→ **What you are asked to do**:
Wherever the string "derive" shows up in the material below, copy that line.
######
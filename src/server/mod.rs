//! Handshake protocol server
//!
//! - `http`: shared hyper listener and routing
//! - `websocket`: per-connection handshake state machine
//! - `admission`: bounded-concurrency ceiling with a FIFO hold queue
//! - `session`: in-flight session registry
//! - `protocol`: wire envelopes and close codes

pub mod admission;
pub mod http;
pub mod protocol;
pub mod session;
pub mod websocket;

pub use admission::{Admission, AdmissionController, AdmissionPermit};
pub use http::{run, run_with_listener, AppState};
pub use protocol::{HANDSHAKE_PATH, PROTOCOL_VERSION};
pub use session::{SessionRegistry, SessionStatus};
######
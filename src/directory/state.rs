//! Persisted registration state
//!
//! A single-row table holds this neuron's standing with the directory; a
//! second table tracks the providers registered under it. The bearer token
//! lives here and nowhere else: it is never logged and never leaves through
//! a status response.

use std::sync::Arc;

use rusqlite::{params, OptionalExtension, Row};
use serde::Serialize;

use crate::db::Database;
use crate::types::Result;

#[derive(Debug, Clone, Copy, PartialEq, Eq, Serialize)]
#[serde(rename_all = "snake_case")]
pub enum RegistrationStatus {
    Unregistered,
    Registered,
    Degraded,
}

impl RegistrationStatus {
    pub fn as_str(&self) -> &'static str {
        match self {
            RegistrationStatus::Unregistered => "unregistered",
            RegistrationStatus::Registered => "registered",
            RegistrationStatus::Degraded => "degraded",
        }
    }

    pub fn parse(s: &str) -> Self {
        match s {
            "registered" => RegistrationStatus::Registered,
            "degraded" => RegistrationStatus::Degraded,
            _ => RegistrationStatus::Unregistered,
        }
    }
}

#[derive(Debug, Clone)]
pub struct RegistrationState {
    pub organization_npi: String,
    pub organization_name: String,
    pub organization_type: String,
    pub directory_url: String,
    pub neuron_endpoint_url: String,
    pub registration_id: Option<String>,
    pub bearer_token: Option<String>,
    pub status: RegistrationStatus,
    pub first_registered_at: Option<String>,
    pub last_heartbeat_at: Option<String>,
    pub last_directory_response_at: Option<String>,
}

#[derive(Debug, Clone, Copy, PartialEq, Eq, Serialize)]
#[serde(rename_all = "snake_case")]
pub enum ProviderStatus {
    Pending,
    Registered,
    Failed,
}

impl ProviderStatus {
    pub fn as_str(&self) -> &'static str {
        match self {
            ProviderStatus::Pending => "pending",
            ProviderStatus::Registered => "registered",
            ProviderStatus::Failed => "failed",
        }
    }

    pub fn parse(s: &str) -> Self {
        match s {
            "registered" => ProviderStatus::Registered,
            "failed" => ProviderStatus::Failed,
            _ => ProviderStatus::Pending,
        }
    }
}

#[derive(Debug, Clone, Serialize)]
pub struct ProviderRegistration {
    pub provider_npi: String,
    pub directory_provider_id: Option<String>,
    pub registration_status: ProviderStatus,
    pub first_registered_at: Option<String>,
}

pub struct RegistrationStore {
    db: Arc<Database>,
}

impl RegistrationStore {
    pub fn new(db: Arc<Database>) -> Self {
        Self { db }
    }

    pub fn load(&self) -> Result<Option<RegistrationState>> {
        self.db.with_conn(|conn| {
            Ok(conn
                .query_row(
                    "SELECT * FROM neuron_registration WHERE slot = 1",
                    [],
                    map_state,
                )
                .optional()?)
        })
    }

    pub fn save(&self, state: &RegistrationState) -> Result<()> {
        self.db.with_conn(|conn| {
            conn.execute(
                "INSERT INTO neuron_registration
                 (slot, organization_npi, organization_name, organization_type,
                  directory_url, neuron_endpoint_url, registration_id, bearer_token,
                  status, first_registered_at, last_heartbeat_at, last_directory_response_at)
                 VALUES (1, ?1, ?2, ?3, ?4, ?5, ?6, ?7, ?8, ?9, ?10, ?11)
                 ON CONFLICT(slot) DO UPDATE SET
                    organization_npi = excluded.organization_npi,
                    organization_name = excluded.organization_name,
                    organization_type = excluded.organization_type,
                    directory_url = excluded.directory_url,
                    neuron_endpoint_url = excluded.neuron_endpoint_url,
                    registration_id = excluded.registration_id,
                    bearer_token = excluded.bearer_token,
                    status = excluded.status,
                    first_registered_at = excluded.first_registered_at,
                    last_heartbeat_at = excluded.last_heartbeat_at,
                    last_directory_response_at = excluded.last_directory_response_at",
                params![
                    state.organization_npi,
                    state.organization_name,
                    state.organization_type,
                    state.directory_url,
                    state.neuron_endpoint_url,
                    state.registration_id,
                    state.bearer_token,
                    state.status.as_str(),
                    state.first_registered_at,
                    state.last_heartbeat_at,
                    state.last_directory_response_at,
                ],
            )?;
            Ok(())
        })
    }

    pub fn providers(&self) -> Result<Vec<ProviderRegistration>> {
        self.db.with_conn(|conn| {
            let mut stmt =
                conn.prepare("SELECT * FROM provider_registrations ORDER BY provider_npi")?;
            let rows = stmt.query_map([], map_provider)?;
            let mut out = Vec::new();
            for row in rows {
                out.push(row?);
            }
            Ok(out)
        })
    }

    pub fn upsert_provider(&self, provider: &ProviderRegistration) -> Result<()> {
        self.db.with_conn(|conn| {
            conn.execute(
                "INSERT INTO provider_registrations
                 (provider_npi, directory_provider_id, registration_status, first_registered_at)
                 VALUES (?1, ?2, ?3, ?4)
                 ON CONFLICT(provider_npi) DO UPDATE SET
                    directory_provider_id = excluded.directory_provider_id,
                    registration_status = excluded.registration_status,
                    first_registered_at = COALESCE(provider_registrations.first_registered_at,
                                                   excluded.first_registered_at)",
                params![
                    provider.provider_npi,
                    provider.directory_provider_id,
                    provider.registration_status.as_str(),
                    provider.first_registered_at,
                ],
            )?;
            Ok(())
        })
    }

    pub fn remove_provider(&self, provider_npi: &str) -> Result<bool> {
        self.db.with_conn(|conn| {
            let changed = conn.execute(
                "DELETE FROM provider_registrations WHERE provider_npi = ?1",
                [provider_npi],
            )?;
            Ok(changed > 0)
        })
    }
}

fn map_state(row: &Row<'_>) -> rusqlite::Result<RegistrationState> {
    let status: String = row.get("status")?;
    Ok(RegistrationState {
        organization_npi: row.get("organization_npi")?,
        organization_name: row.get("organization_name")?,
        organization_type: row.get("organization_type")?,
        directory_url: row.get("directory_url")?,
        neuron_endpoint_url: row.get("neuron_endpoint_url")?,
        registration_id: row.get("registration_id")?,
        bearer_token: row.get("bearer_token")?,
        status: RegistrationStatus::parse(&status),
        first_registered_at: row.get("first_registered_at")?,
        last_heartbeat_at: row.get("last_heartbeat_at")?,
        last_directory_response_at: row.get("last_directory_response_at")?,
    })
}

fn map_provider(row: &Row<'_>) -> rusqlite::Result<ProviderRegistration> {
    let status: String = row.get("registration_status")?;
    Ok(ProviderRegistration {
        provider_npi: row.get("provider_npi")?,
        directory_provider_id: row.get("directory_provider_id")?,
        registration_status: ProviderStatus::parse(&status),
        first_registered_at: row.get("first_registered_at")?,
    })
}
######
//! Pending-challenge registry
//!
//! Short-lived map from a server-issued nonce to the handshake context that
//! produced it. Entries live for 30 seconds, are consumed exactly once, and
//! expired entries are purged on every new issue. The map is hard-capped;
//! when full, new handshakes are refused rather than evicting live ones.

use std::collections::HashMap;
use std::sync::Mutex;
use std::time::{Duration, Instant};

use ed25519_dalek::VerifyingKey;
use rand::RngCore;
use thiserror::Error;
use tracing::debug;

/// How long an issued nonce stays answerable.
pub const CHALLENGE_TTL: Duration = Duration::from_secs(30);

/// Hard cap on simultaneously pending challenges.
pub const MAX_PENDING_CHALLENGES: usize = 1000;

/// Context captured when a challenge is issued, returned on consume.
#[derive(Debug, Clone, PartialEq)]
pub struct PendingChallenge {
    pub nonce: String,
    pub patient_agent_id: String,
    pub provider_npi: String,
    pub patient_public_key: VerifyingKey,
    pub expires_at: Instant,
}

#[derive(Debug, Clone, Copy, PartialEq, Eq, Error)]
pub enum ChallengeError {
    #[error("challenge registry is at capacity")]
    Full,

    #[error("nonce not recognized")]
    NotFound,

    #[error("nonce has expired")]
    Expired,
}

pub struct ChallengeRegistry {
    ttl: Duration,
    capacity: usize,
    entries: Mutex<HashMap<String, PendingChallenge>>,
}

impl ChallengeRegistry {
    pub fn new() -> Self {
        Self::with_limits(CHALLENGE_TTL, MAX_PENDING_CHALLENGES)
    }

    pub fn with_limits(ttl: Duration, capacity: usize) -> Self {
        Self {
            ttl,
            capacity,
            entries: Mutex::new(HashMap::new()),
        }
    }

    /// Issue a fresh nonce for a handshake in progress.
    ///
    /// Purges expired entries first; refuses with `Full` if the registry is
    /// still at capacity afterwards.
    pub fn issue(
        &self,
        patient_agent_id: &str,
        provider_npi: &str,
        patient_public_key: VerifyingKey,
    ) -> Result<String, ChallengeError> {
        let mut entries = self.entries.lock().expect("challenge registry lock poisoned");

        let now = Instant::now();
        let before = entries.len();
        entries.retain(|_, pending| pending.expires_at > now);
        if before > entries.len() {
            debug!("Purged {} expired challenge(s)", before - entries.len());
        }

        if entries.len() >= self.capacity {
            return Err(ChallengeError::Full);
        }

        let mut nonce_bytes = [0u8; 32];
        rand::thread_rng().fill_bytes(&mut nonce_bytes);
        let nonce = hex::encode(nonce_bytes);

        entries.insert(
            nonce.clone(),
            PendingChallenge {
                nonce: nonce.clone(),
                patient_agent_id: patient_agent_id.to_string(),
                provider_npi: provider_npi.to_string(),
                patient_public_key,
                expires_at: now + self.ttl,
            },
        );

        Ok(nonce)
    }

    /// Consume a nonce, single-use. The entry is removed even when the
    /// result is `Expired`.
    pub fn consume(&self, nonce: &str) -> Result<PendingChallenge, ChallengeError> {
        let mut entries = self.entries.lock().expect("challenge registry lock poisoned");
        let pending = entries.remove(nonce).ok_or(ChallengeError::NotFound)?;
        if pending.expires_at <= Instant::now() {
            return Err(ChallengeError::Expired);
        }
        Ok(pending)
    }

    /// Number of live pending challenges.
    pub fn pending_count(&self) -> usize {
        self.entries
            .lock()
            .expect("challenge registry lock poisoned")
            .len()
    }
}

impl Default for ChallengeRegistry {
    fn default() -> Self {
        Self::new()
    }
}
######
→ **Answer to this problem**:
#[derive(Debug, Clone, Copy, PartialEq, Eq, Serialize)]
#[derive(Debug, Clone)]
#[derive(Debug, Clone, Copy, PartialEq, Eq, Serialize)]
#[derive(Debug, Clone, Serialize)]
#[derive(Debug, Clone, PartialEq)]
#[derive(Debug, Clone, Copy, PartialEq, Eq, Error)]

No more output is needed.